EXERCISE REQUIREMENTS
Write out, word for word, every line from the one containing "pub struct ErrorBody" through the final line of the records.

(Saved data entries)
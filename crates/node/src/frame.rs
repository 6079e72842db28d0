// SPDX-License-Identifier: BUSL-1.1
// Copyright (c) 2026 Alfred Jean LLC

//! Length-prefixed frame codec shared by the local socket and WebSocket
//! transports.
//!
//! Wire layout: a 5-byte header (one `kind` byte, CONTROL=1 or DATA=2, then
//! a big-endian u32 payload length) followed by the payload. CONTROL payloads
//! are UTF-8 JSON capped at 1 MiB; DATA payloads are opaque bytes capped at
//! 256 KiB (senders split larger chunks). Oversized or unknown frames are
//! protocol errors and must close the connection.
//!
//! Over WebSockets the same layout is carried one-frame-per-binary-message.

use std::fmt;

use bytes::{Buf, BufMut, Bytes, BytesMut};
use serde::de::DeserializeOwned;
use serde::Serialize;
use tokio::io::{AsyncRead, AsyncReadExt, AsyncWrite, AsyncWriteExt};

/// Maximum CONTROL payload size in bytes.
pub const CONTROL_MAX: usize = 1024 * 1024;
/// Maximum DATA payload size in bytes.
pub const DATA_MAX: usize = 256 * 1024;
/// Frame header length: kind byte + big-endian u32 length.
pub const HEADER_LEN: usize = 5;

const KIND_CONTROL: u8 = 1;
const KIND_DATA: u8 = 2;

/// A single unit on the wire.
#[derive(Debug, Clone, PartialEq, Eq)]
pub enum Frame {
    /// UTF-8 JSON control payload.
    Control(Bytes),
    /// Opaque PTY/stdin bytes.
    Data(Bytes),
}

/// Framing violations. All of them are fatal to the connection.
#[derive(Debug, Clone, PartialEq, Eq)]
pub enum FrameError {
    UnknownKind(u8),
    Oversized { kind: u8, len: usize, max: usize },
    Malformed(String),
}

impl fmt::Display for FrameError {
    fn fmt(&self, f: &mut fmt::Formatter<'_>) -> fmt::Result {
        match self {
            Self::UnknownKind(k) => write!(f, "unknown frame kind {k}"),
            Self::Oversized { kind, len, max } => {
                write!(f, "frame kind {kind} payload {len} exceeds cap {max}")
            }
            Self::Malformed(e) => write!(f, "malformed frame: {e}"),
        }
    }
}

impl std::error::Error for FrameError {}

impl Frame {
    /// Encode a CONTROL frame from a serializable message.
    pub fn control<T: Serialize>(msg: &T) -> anyhow::Result<Self> {
        let payload = serde_json::to_vec(msg)?;
        if payload.len() > CONTROL_MAX {
            return Err(FrameError::Oversized {
                kind: KIND_CONTROL,
                len: payload.len(),
                max: CONTROL_MAX,
            }
            .into());
        }
        Ok(Self::Control(Bytes::from(payload)))
    }

    /// Decode the CONTROL payload into a typed message.
    pub fn parse_control<T: DeserializeOwned>(&self) -> Result<T, FrameError> {
        match self {
            Self::Control(payload) => {
                serde_json::from_slice(payload).map_err(|e| FrameError::Malformed(format!("invalid JSON: {e}")))
            }
            Self::Data(_) => Err(FrameError::Malformed("frame is DATA, not CONTROL".to_owned())),
        }
    }

    fn kind_byte(&self) -> u8 {
        match self {
            Self::Control(_) => KIND_CONTROL,
            Self::Data(_) => KIND_DATA,
        }
    }

    pub fn payload(&self) -> &Bytes {
        match self {
            Self::Control(p) | Self::Data(p) => p,
        }
    }

    /// Serialize header + payload into a single buffer.
    pub fn encode(&self) -> Bytes {
        let payload = self.payload();
        let mut out = BytesMut::with_capacity(HEADER_LEN + payload.len());
        out.put_u8(self.kind_byte());
        out.put_u32(payload.len() as u32);
        out.extend_from_slice(payload);
        out.freeze()
    }

    /// Parse exactly one frame from a complete buffer (WebSocket message
    /// body). Trailing bytes are a protocol error: senders must not pack
    /// or split frames across messages.
    pub fn parse(mut buf: Bytes) -> Result<Self, FrameError> {
        if buf.len() < HEADER_LEN {
            return Err(FrameError::Malformed(format!(
                "message body {} is shorter than a frame header",
                buf.len()
            )));
        }
        let kind = buf.get_u8();
        let len = buf.get_u32() as usize;
        let max = frame_cap(kind)?;
        if len > max {
            return Err(FrameError::Oversized { kind, len, max });
        }
        if buf.len() != len {
            return Err(FrameError::Malformed(format!(
                "frame length {len} does not match message body {}",
                buf.len()
            )));
        }
        Ok(match kind {
            KIND_CONTROL => Self::Control(buf),
            _ => Self::Data(buf),
        })
    }

    /// Split a byte chunk into as many DATA frames as the per-frame cap
    /// requires. Zero-length input produces a single empty frame.
    pub fn split_data(data: Bytes) -> Vec<Self> {
        if data.is_empty() {
            return vec![Self::Data(data)];
        }
        let mut out = Vec::with_capacity(data.len().div_ceil(DATA_MAX));
        let mut rest = data;
        while rest.len() > DATA_MAX {
            out.push(Self::Data(rest.split_to(DATA_MAX)));
        }
        out.push(Self::Data(rest));
        out
    }
}

fn frame_cap(kind: u8) -> Result<usize, FrameError> {
    match kind {
        KIND_CONTROL => Ok(CONTROL_MAX),
        KIND_DATA => Ok(DATA_MAX),
        other => Err(FrameError::UnknownKind(other)),
    }
}

/// Read one frame from a byte stream. Returns `Ok(None)` on clean EOF at a
/// frame boundary.
pub async fn read_frame<R>(reader: &mut R) -> anyhow::Result<Option<Frame>>
where
    R: AsyncRead + Unpin,
{
    let mut header = [0u8; HEADER_LEN];
    match reader.read_exact(&mut header).await {
        Ok(_) => {}
        Err(e) if e.kind() == std::io::ErrorKind::UnexpectedEof => return Ok(None),
        Err(e) => return Err(e.into()),
    }

    let kind = header[0];
    let len = u32::from_be_bytes([header[1], header[2], header[3], header[4]]) as usize;
    let max = frame_cap(kind)?;
    if len > max {
        return Err(FrameError::Oversized { kind, len, max }.into());
    }

    let mut payload = vec![0u8; len];
    reader.read_exact(&mut payload).await?;
    let payload = Bytes::from(payload);
    Ok(Some(match kind {
        KIND_CONTROL => Frame::Control(payload),
        _ => Frame::Data(payload),
    }))
}

/// Write one frame to a byte stream and flush it.
pub async fn write_frame<W>(writer: &mut W, frame: &Frame) -> anyhow::Result<()>
where
    W: AsyncWrite + Unpin,
{
    writer.write_all(&frame.encode()).await?;
    writer.flush().await?;
    Ok(())
}

#[cfg(test)]
#[path = "frame_tests.rs"]
mod tests;
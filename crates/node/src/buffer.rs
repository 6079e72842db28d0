// SPDX-License-Identifier: BUSL-1.1
// Copyright (c) 2026 Alfred Jean LLC

//! Per-session append-only output buffer with subscriber wakeups.
//!
//! Wraps [`OutputRing`] behind a mutex and publishes a monotonic version
//! counter through a `watch` channel. Appends never block on consumers;
//! consumers park in [`OutputBuffer::wait_for`] until new bytes land, the
//! buffer closes, or their deadline elapses.

use std::sync::Mutex;
use std::time::Duration;

use tokio::sync::watch;

use crate::ring::{OutputRing, ReadFrom};

/// Outcome of [`OutputBuffer::wait_for`].
#[derive(Debug, Clone, Copy, PartialEq, Eq)]
pub enum WaitOutcome {
    /// Bytes past the requested offset are available.
    Ready,
    /// The buffer closed (session reached terminal status) with no new bytes.
    Closed,
    /// The deadline elapsed first.
    TimedOut,
}

struct Inner {
    ring: OutputRing,
    closed: bool,
}

/// Shared append-only output log for one session.
pub struct OutputBuffer {
    inner: Mutex<Inner>,
    version_tx: watch::Sender<u64>,
}

impl OutputBuffer {
    pub fn new(capacity: usize) -> Self {
        let (version_tx, _) = watch::channel(0);
        Self {
            inner: Mutex::new(Inner { ring: OutputRing::new(capacity), closed: false }),
            version_tx,
        }
    }

    /// Append bytes from the PTY reader. Returns the new end offset.
    ///
    /// Never blocks on consumers; wakes every waiter.
    pub fn append(&self, data: &[u8]) -> u64 {
        let end = {
            let mut inner = self.lock();
            inner.ring.append(data);
            inner.ring.end()
        };
        self.version_tx.send_modify(|v| *v += 1);
        end
    }

    /// Read everything retained from `offset`, or a truncation notice when
    /// the offset fell behind the retention window.
    pub fn read_from(&self, offset: u64) -> ReadFrom {
        self.lock().ring.read_from(offset)
    }

    /// Offset where a tail of the last `lines` lines begins.
    pub fn tail_offset(&self, lines: usize) -> u64 {
        self.lock().ring.tail_offset(lines)
    }

    /// Offset one past the newest byte (total bytes ever appended).
    pub fn end_offset(&self) -> u64 {
        self.lock().ring.end()
    }

    /// Oldest retained offset.
    pub fn oldest_offset(&self) -> u64 {
        self.lock().ring.oldest()
    }

    /// Monotonic version, bumped on every append and on close.
    pub fn version(&self) -> u64 {
        *self.version_tx.borrow()
    }

    /// Copy of the full retained window, for persistence.
    pub fn retained(&self) -> Vec<u8> {
        let inner = self.lock();
        match inner.ring.read_from(inner.ring.oldest()) {
            ReadFrom::Data(v) => v,
            ReadFrom::Truncated { .. } => Vec::new(),
        }
    }

    /// Mark the buffer closed and wake all waiters. Idempotent.
    pub fn close(&self) {
        self.lock().closed = true;
        self.version_tx.send_modify(|v| *v += 1);
    }

    pub fn is_closed(&self) -> bool {
        self.lock().closed
    }

    /// Block until bytes past `offset` exist, the buffer closes, or
    /// `timeout` elapses. Returns immediately when data is already pending.
    pub async fn wait_for(&self, offset: u64, timeout: Duration) -> WaitOutcome {
        let mut version_rx = self.version_tx.subscribe();
        let deadline = tokio::time::Instant::now() + timeout;

        loop {
            {
                let inner = self.lock();
                if inner.ring.end() > offset || inner.ring.oldest() > offset {
                    return WaitOutcome::Ready;
                }
                if inner.closed {
                    return WaitOutcome::Closed;
                }
            }

            match tokio::time::timeout_at(deadline, version_rx.changed()).await {
                Ok(Ok(())) => continue,
                // Sender dropped: treat as closed.
                Ok(Err(_)) => return WaitOutcome::Closed,
                Err(_) => return WaitOutcome::TimedOut,
            }
        }
    }

    #[allow(clippy::unwrap_used)] // mutex poisoning is unreachable: no panics under the lock
    fn lock(&self) -> std::sync::MutexGuard<'_, Inner> {
        self.inner.lock().unwrap()
    }
}

#[cfg(test)]
#[path = "buffer_tests.rs"]
mod tests;
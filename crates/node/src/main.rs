// SPDX-License-Identifier: BUSL-1.1
// Copyright (c) 2026 Alfred Jean LLC

use clap::Parser;
use tracing::error;

use codewire::config::Config;
use codewire::pidfile::AlreadyRunning;

#[tokio::main]
async fn main() {
    let config = Config::parse();

    let fmt = tracing_subscriber::fmt().with_env_filter(
        tracing_subscriber::EnvFilter::try_from_default_env()
            .unwrap_or_else(|_| tracing_subscriber::EnvFilter::new(config.log_level.clone())),
    );
    if config.log_format == "json" {
        fmt.json().init();
    } else {
        fmt.init();
    }

    let settings = match config.resolve() {
        Ok(settings) => settings,
        Err(e) => {
            eprintln!("error: {e:#}");
            std::process::exit(1);
        }
    };

    match codewire::run::run(settings).await {
        Ok(code) => std::process::exit(code),
        Err(e) if e.downcast_ref::<AlreadyRunning>().is_some() => {
            eprintln!("error: {e}");
            std::process::exit(2);
        }
        Err(e) => {
            error!("fatal: {e:#}");
            std::process::exit(1);
        }
    }
}
// SPDX-License-Identifier: BUSL-1.1
// Copyright (c) 2026 Alfred Jean LLC

//! HTTP + WebSocket transport for the relay.

pub mod auth;
pub mod back_ws;
pub mod http;
pub mod node_ws;

use std::sync::Arc;

use axum::routing::get;
use axum::Router;
use tower_http::cors::CorsLayer;
use tower_http::trace::TraceLayer;

use crate::state::RelayState;

/// Build the axum `Router` with all relay routes.
pub fn build_router(state: Arc<RelayState>) -> Router {
    Router::new()
        // Health (no auth)
        .route("/healthz", get(http::healthz))
        // Node control plane
        .route("/node/connect", get(node_ws::node_connect))
        .route("/node/back/{session_id}", get(back_ws::node_back))
        // Admin API
        .route("/api/v1/nodes", get(http::list_nodes).post(http::create_node))
        .route("/api/v1/nodes/{name}", axum::routing::delete(http::delete_node))
        .layer(TraceLayer::new_for_http())
        .layer(CorsLayer::permissive())
        .with_state(state)
}
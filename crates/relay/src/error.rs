// SPDX-License-Identifier: BUSL-1.1
// Copyright (c) 2026 Alfred Jean LLC

use axum::http::StatusCode;
use axum::Json;
use serde::{Deserialize, Serialize};
use std::fmt;

/// Error codes for the relay API.
#[derive(Debug, Clone, Copy, PartialEq, Eq, Serialize, Deserialize)]
pub enum RelayError {
    Unauthorized,
    BadRequest,
    NodeNotFound,
    NodeOffline,
    Conflict,
    Internal,
}

impl RelayError {
    pub fn http_status(&self) -> u16 {
        match self {
            Self::Unauthorized => 401,
            Self::BadRequest => 400,
            Self::NodeNotFound => 404,
            Self::NodeOffline => 503,
            Self::Conflict => 409,
            Self::Internal => 500,
        }
    }

    pub fn as_str(&self) -> &'static str {
        match self {
            Self::Unauthorized => "UNAUTHORIZED",
            Self::BadRequest => "BAD_REQUEST",
            Self::NodeNotFound => "NODE_NOT_FOUND",
            Self::NodeOffline => "NODE_OFFLINE",
            Self::Conflict => "CONFLICT",
            Self::Internal => "INTERNAL",
        }
    }

    pub fn to_error_body(&self, message: impl Into<String>) -> ErrorBody {
        ErrorBody { code: self.as_str().to_owned(), message: message.into() }
    }

    pub fn to_http_response(
        &self,
        message: impl Into<String>,
    ) -> (StatusCode, Json<ErrorResponse>) {
        let status =
            StatusCode::from_u16(self.http_status()).unwrap_or(StatusCode::INTERNAL_SERVER_ERROR);
        let body = ErrorResponse { error: self.to_error_body(message) };
        (status, Json(body))
    }
}

impl fmt::Display for RelayError {
    fn fmt(&self, f: &mut fmt::Formatter<'_>) -> fmt::Result {
        f.write_str(self.as_str())
    }
}

/// JSON error envelope.
#[derive(Debug, Serialize, Deserialize)]
pub struct ErrorResponse {
    pub error: ErrorBody,
}

#[derive(Debug, Serialize, Deserialize)]
pub struct ErrorBody {
    pub code: String,
    pub message: String,
}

YOUR RESPONSE
pub struct ErrorBody {
    pub code: String,
    pub message: String,
}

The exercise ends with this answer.